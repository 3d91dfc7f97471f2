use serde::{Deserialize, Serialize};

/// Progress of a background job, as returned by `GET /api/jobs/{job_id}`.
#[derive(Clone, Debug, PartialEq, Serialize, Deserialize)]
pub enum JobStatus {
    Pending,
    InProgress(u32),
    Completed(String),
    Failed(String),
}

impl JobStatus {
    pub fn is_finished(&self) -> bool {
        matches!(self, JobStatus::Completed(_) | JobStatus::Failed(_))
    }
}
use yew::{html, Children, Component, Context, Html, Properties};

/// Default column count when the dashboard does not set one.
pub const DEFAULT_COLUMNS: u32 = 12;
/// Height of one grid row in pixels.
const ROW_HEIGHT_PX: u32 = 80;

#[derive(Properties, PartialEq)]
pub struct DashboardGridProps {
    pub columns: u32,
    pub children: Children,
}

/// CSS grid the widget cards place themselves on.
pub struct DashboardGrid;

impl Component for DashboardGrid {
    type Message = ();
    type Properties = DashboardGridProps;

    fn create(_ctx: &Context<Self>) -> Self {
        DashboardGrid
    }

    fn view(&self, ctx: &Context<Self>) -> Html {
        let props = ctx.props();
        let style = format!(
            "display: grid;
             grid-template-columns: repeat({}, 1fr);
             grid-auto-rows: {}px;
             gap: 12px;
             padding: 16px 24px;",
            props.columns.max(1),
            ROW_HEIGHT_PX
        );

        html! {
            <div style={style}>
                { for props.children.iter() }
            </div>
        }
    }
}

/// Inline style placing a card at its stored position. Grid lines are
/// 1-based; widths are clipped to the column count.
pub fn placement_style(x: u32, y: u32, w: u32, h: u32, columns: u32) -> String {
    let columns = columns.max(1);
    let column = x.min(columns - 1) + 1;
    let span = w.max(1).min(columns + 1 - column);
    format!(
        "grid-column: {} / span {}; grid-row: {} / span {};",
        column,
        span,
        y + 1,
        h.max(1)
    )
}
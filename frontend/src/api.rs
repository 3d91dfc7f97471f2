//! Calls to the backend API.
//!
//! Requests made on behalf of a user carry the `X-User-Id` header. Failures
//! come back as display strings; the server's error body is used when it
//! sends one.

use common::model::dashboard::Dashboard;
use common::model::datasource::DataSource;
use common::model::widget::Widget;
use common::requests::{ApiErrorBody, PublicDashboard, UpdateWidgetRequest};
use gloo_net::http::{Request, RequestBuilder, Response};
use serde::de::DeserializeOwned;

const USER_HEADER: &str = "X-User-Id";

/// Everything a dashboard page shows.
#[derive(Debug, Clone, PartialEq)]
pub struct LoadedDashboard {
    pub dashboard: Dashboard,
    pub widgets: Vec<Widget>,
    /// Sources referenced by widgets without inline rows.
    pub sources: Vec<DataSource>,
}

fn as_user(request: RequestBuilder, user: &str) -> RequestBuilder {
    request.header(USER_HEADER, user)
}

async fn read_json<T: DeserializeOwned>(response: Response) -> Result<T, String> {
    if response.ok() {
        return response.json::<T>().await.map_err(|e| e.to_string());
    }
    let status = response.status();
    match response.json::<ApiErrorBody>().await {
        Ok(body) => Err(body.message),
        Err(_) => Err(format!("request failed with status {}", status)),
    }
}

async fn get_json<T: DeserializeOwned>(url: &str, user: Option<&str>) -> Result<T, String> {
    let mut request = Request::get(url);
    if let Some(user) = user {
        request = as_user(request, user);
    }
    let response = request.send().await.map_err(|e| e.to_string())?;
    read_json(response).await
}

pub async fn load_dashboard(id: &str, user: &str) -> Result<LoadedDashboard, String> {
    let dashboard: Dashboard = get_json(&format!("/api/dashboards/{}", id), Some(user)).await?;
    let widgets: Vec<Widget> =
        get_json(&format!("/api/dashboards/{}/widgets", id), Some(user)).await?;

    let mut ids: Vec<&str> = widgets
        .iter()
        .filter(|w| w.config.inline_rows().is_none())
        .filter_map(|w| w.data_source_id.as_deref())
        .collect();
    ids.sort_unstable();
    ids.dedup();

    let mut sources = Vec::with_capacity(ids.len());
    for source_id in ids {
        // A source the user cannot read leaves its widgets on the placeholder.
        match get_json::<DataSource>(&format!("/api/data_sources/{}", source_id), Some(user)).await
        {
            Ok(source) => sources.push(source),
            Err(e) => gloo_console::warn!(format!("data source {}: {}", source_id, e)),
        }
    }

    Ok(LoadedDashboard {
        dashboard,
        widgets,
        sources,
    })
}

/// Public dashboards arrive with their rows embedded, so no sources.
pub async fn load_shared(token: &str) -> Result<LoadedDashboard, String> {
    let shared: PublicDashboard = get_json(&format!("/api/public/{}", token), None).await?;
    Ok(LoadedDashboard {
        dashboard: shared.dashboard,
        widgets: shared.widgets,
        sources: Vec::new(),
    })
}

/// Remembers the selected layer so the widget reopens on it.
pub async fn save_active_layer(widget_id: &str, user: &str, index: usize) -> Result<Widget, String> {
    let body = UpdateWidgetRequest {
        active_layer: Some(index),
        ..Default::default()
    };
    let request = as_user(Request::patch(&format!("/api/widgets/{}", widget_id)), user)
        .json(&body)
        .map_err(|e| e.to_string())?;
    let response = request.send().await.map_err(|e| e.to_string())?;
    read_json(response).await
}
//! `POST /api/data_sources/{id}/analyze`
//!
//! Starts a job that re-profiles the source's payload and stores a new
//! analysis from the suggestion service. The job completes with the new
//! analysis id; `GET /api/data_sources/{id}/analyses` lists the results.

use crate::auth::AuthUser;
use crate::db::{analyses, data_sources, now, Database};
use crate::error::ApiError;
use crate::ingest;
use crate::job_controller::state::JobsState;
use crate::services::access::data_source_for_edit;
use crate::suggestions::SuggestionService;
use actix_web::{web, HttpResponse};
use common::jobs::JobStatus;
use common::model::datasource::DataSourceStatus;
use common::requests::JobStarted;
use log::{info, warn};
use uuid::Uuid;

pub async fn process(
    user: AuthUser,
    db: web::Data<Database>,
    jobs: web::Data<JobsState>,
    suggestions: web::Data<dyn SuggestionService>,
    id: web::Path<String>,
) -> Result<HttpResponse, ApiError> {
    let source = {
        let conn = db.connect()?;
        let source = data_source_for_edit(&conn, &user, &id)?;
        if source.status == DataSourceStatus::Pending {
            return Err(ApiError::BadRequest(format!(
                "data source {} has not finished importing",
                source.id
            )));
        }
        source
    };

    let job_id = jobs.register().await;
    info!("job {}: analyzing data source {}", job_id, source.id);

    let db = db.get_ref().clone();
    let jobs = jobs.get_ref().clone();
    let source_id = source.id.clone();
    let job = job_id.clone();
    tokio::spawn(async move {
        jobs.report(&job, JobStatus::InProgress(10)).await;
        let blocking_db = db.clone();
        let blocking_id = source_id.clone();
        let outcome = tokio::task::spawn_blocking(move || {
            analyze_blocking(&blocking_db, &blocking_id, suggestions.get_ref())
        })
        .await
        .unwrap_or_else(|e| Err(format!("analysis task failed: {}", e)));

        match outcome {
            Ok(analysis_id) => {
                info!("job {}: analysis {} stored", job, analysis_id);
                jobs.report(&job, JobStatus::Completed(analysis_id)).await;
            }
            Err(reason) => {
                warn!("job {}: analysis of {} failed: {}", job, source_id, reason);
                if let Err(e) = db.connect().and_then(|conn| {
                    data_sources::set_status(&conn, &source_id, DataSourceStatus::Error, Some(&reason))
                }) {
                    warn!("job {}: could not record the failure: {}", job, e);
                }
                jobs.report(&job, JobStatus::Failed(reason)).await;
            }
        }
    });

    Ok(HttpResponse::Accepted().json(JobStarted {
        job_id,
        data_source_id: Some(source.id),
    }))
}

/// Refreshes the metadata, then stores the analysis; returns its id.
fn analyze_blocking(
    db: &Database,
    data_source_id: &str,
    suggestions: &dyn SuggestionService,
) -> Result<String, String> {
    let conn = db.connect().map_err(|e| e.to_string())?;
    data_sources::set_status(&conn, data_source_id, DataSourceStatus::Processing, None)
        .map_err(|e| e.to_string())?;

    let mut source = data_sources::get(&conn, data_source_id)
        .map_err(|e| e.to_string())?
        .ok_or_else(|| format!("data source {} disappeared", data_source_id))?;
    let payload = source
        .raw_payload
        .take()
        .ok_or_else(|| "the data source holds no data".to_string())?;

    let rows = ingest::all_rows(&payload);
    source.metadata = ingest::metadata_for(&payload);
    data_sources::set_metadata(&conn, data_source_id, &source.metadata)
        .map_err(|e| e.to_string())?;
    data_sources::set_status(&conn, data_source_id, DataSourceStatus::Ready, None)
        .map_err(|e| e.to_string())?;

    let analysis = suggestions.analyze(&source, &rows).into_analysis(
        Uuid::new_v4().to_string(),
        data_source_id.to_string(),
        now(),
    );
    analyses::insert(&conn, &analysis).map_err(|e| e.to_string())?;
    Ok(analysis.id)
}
==
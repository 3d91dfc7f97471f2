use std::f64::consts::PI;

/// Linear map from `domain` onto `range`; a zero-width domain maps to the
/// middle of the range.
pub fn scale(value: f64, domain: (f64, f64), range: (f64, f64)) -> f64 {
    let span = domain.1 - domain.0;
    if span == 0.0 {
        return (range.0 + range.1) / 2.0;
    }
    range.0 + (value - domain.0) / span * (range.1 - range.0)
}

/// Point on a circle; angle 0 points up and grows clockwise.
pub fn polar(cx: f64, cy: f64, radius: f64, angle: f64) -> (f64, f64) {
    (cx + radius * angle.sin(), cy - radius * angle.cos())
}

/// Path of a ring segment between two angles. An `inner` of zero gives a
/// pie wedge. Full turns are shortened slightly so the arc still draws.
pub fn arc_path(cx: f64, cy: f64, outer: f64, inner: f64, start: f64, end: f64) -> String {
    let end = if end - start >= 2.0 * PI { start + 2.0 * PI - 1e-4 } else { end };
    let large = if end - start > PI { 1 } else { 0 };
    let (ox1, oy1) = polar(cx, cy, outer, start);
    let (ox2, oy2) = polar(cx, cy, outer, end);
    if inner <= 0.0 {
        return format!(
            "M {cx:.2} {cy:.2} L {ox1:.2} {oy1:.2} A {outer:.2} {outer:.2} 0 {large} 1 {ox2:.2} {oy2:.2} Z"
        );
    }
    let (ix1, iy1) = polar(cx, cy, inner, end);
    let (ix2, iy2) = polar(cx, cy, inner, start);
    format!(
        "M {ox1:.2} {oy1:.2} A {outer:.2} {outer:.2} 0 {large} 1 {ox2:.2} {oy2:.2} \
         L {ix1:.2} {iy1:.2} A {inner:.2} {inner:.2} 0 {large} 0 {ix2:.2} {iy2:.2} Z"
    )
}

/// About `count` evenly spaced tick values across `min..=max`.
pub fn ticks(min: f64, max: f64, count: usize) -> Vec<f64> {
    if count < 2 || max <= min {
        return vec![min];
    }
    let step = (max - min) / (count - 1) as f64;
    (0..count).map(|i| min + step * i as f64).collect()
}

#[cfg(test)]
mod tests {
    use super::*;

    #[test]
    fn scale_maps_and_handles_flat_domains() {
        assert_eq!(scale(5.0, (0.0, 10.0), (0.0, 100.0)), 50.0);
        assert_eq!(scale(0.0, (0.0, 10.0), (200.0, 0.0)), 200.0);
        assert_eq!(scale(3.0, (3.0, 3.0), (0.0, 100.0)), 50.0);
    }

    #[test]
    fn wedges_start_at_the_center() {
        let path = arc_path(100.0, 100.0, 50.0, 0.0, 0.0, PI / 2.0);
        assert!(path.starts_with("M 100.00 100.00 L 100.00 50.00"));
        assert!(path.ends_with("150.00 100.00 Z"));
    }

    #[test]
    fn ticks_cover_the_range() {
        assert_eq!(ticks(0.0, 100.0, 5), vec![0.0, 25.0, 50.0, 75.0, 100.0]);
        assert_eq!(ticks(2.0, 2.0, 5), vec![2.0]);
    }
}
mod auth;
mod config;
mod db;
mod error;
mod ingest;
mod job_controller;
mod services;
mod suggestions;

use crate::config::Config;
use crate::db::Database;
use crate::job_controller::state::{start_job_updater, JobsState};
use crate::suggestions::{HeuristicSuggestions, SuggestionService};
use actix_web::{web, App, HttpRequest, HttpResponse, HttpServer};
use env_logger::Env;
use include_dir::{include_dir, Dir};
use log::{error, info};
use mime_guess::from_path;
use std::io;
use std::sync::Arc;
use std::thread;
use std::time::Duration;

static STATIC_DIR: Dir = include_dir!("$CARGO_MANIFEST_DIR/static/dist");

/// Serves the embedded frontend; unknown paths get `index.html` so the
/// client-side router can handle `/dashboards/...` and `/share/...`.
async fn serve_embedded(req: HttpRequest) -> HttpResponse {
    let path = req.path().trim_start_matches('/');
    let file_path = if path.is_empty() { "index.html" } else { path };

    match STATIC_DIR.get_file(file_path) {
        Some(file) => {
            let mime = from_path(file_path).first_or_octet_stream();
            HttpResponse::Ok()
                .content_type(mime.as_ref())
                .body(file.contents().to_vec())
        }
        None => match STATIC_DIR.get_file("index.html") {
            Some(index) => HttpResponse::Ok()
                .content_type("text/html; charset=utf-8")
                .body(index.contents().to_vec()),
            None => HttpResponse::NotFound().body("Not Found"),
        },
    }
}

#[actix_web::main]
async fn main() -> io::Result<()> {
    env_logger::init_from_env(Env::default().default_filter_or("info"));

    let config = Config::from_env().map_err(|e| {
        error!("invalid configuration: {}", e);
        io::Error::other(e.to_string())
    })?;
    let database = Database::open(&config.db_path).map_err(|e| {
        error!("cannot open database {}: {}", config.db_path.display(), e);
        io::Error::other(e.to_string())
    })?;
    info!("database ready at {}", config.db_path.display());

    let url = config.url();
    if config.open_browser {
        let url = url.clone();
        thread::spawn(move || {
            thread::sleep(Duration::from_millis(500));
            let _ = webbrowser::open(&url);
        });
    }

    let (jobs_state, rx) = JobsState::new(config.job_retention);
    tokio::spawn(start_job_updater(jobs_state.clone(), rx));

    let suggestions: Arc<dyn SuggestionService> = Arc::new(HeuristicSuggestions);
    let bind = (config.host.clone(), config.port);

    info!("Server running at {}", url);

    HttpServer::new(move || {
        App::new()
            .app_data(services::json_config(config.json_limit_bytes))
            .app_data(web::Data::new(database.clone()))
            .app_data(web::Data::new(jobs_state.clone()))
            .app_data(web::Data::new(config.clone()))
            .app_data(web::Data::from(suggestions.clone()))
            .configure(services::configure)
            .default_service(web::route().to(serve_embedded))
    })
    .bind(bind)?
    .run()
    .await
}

> [Task to carry out]: Copy each line of the records above that carries the word "Pending".

> [Result]:
    Pending,
        if source.status == DataSourceStatus::Pending {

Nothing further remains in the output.